At least one village still stands completely empty, it’s walls pockmarked with bullet holes. A large sign to the right of the bumpy road cutting through the houses warned against touching anything.
IS militants are known to plant bombs and booby trap areas they have occupied.
This is a familiar battlefield for Omar Mirhan, at 78 the eldest Peshmerga in the area. According to him, they killed all the IS fighters when they retook Makhmour’s 14 surrounding villages.
“They do not retreat,” Mirhan said, standing on top of a hill surrounded by his younger fighters, gesturing to the town below.
Highly Respected Fighter
Although retired and now only a volunteer, Mirhan is highly respected by his fellow Kurdish fighters.
He joined the Peshmerga in 1961, and has fought in every battle since then, including against former Iraqi leader Saddam Hussein.
Inside his lookout post, Mirhan rolled a cigarette with golden Kurdish tobacco, sipped tea and started to smoke.

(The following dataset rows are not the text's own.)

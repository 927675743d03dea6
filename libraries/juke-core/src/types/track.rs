/// Track metadata as reported by the provider
use super::ProviderName;
use serde::{Deserialize, Serialize};

/// Track artist
#[derive(Debug, Clone, Default, PartialEq, Eq, Serialize, Deserialize)]
pub struct Artist {
    pub id: Option<String>,
    pub uri: Option<String>,
    pub name: String,
}

/// Track album
#[derive(Debug, Clone, Default, PartialEq, Eq, Serialize, Deserialize)]
pub struct Album {
    pub id: String,
    pub uri: String,
    pub name: String,
    #[serde(default, skip_serializing_if = "Option::is_none")]
    pub artwork_url: Option<String>,
}

/// A provider track
///
/// `uri` is the canonical provider URI used for control calls. It is optional
/// here because loose payloads sometimes only carry an id; see
/// [`Track::playable_uri`] for how a control URI is derived.
#[derive(Debug, Clone, Default, PartialEq, Eq, Serialize, Deserialize)]
pub struct Track {
    pub id: String,
    pub uri: Option<String>,
    pub name: String,
    /// Duration in milliseconds. `None` or `0` means unknown.
    pub duration_ms: Option<u64>,
    #[serde(default, skip_serializing_if = "Option::is_none")]
    pub artwork_url: Option<String>,
    #[serde(default)]
    pub artists: Vec<Artist>,
    #[serde(default, skip_serializing_if = "Option::is_none")]
    pub album: Option<Album>,
}

impl Track {
    /// Create a track with an id and a name
    pub fn new(id: impl Into<String>, name: impl Into<String>) -> Self {
        Self {
            id: id.into(),
            name: name.into(),
            ..Self::default()
        }
    }

    /// Set the canonical URI
    #[must_use]
    pub fn with_uri(mut self, uri: impl Into<String>) -> Self {
        self.uri = Some(uri.into());
        self
    }

    /// Set the duration
    #[must_use]
    pub fn with_duration_ms(mut self, duration_ms: u64) -> Self {
        self.duration_ms = Some(duration_ms);
        self
    }

    /// Duration if known and non-zero
    pub fn known_duration_ms(&self) -> Option<u64> {
        self.duration_ms.filter(|d| *d > 0)
    }

    /// URI usable for control calls.
    ///
    /// A non-blank `uri` wins. Otherwise a non-blank `id` becomes
    /// `{provider}:track:{id}`. Returns `None` when neither is present.
    pub fn playable_uri(&self, provider: &ProviderName) -> Option<String> {
        if let Some(uri) = self.uri.as_deref().map(str::trim).filter(|u| !u.is_empty()) {
            return Some(uri.to_string());
        }

        let id = self.id.trim();
        if id.is_empty() {
            None
        } else {
            Some(format!("{}:track:{}", provider, id))
        }
    }

    /// Artwork, falling back to the album's
    pub fn artwork(&self) -> Option<&str> {
        self.artwork_url
            .as_deref()
            .or_else(|| self.album.as_ref().and_then(|a| a.artwork_url.as_deref()))
    }

    /// Artist names joined for display
    pub fn artist_line(&self) -> String {
        self.artists
            .iter()
            .map(|a| a.name.as_str())
            .collect::<Vec<_>>()
            .join(", ")
    }
}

The battle for Mosul, he said, was going to be tough, and he was not sure the Iraqi Army – which fled Mosul in 2014 – was up to the task.
“Do you want the Iraqi army to take Mosul? Unless American ground troops or Peshmerga go there, I swear to God, they can’t take Mosul,” he said.
There is little love lost between the Kurdish and Iraqi forces. Their military bases here are separate, and even though Kurdistan is still considered part of Iraq, the Peshmerga bases fly the Kurdish flag and only the Iraqi bases fly the Iraqi flag.
Major General Sirwan Barzani, commander for the Makhmour frontline, known as Sector 6, says the forces are coordinating. He met with VOA during a short visit to one of the posts overlooking the town of Makhmour.
“There is an operation room, there is a joint operation room between the Iraqi army, the Ministry of Defense, and the Peshmerga ministry and the Americans and the coalition,” Barzani said.
But a lot more will be needed. Islamic State is a difficult enemy, he said. To take Mosul, Barzani said, airstrikes by coalition forces would not be enough; they would need attack helicopters.
More Weapons, Money
He called for more weapons and ammunition for his cash-strapped soldiers. “I have a maximum of five percent of my needs,” said the general.
A steep economic crisis in the Kurdistan region, combined with a bitter budget spat with the central government in Baghdad, has meant that salaries for many Peshmerga are in arrears by several months.
IS is developing new techniques, new ways of using homemade bombs, it is using drones to gather intelligence and film its attacks, and it is experimenting with chemical weapons.
“They are dangerous people,” Barzani said.
But the real challenge, the Kurdish general said, was not just taking Mosul away from IS, but being able to keep it.
“You know it is not only a question of pushing Daesh back, you have to hold the land also,” said Barzani. “So I think they need at least 25,000 Iraqi army for this operation, and almost 10,000 Peshmerga.”
According to Barzani, Iraqi security forces were already moving into Makhmour, an area that lies southeast of Mosul and about 125 kilometers southwest of Irbil.
But he said it was unclear when and how the battle plan for Mosul will unfold, and what role the Iraqi Shi’ite militia will play in that fight.
“The plan has changed more than four or five times. So until today we still don't have a final plan,” Barzani said.